## Aim of the exercise
Please take the lines from the one holding "pub mod query;" through the one holding "use crate::infrastructure::services::AssignmentService;" in the data below and copy them exactly.

BEGIN Supplied records

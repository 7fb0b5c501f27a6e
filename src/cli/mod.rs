//! CLI module for AB Suite
//!
//! Provides subcommands for querying assignments from a configured
//! experiment set:
//! - `suite`: full assignment suite for an identity
//! - `resolve`: one experiment for an identity
//! - `seed`: the digest and seed derived from an identity
//! - `distribution`: spread of a sample of identities over variations
//! - `check`: validate configuration and list experiments

pub mod check;
pub mod distribution;
pub mod query;

use std::path::{Path, PathBuf};

use anyhow::Context;
use clap::{Parser, Subcommand};

use crate::config::AppConfig;
use crate::infrastructure::logging;
use crate::infrastructure::services::AssignmentService;

/// AB Suite - deterministic experiment assignment
#[derive(Parser)]
#[command(name = "ab-suite")]
#[command(version, about, long_about = None)]
pub struct Cli {
    /// Configuration file, layered over config/default and config/local
    #[arg(long, global = true)]
    pub config: Option<PathBuf>,

    #[command(subcommand)]
    pub command: Command,
}

#[derive(Subcommand)]
pub enum Command {
    /// Print the full assignment suite for an identity as JSON
    Suite(query::SuiteArgs),

    /// Resolve one experiment for an identity
    Resolve(query::ResolveArgs),

    /// Print the digest and seed derived from an identity
    Seed(query::SeedArgs),

    /// Report how sampled identities spread over an experiment's variations
    Distribution(distribution::DistributionArgs),

    /// Validate configuration and list registered experiments
    Check,
}

/// Load configuration and start logging
pub(crate) fn load_config(path: Option<&Path>) -> anyhow::Result<AppConfig> {
    dotenvy::dotenv().ok();

    let config = AppConfig::load_from(path).context("failed to load configuration")?;
    logging::init_logging(&config.logging).context("failed to initialize logging")?;

    Ok(config)
}

/// Load configuration and register every configured experiment
pub(crate) fn bootstrap(path: Option<&Path>) -> anyhow::Result<AssignmentService<String>> {
    let config = load_config(path)?;
    let service =
        crate::build_assignment_service(&config).context("invalid experiment configuration")?;

    Ok(service)
}

/// Print a value as pretty JSON on stdout
pub(crate) fn print_json<T: serde::Serialize>(value: &T) -> anyhow::Result<()> {
    println!("{}", serde_json::to_string_pretty(value)?);
    Ok(())
}
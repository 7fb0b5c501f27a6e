//! Infrastructure services

mod assignment_service;

pub use assignment_service::AssignmentService;
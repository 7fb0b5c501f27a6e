use tracing_subscriber::{
    fmt::{self, format::FmtSpan},
    layer::SubscriberExt,
    util::{SubscriberInitExt, TryInitError},
    EnvFilter,
};

use crate::config::{LogFormat, LoggingConfig};

/// Install the global subscriber
///
/// `RUST_LOG` overrides the configured level. Output goes to stderr so
/// command output on stdout stays machine-readable.
pub fn init_logging(config: &LoggingConfig) -> Result<(), TryInitError> {
    let filter = EnvFilter::try_from_default_env()
        .unwrap_or_else(|_| EnvFilter::new(&config.level));

    match config.format {
        LogFormat::Json => {
            tracing_subscriber::registry()
                .with(filter)
                .with(
                    fmt::layer()
                        .json()
                        .with_writer(std::io::stderr)
                        .with_span_events(FmtSpan::CLOSE),
                )
                .try_init()?;
        }
        LogFormat::Pretty => {
            tracing_subscriber::registry()
                .with(filter)
                .with(
                    fmt::layer()
                        .pretty()
                        .with_target(true)
                        .with_writer(std::io::stderr)
                        .with_span_events(FmtSpan::CLOSE),
                )
                .try_init()?;
        }
    }

    tracing::debug!("Logging initialized with level: {}", config.level);
    Ok(())
}
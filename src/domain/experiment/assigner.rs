//! Query interface exposed to request-handling code

use super::suite::AssignmentSuite;
use crate::domain::DomainError;

#[cfg(test)]
use mockall::automock;

/// Deterministic variation assignment for identities
#[cfg_attr(test, automock)]
pub trait Assigner: Send + Sync {
    /// Compute the full suite for an identity
    fn compute_suite(&self, identity: &str) -> Result<AssignmentSuite, DomainError>;

    /// Resolve a single experiment; equivalent to one entry of the suite
    fn resolve(&self, experiment_type: &str, identity: &str) -> Result<usize, DomainError>;
}

/// Extracts the assignment identity from a caller-defined request type
pub trait IdentitySource<R: ?Sized>: Send + Sync {
    fn identity(&self, request: &R) -> String;
}

impl<R: ?Sized, F> IdentitySource<R> for F
where
    F: Fn(&R) -> String + Send + Sync,
{
    fn identity(&self, request: &R) -> String {
        self(request)
    }
}
use clap::Parser;
use ab_suite::cli::{self, Cli, Command};

fn main() -> anyhow::Result<()> {
    let cli = Cli::parse();
    let config = cli.config.as_deref();

    match cli.command {
        Command::Suite(args) => cli::query::run_suite(config, args),
        Command::Resolve(args) => cli::query::run_resolve(config, args),
        Command::Seed(args) => cli::query::run_seed(config, args),
        Command::Distribution(args) => cli::distribution::run(config, args),
        Command::Check => cli::check::run(config),
    }
}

END Supplied records

## Task solution
pub mod query;

use std::path::{Path, PathBuf};

use anyhow::Context;
use clap::{Parser, Subcommand};

use crate::config::AppConfig;
use crate::infrastructure::logging;
use crate::infrastructure::services::AssignmentService;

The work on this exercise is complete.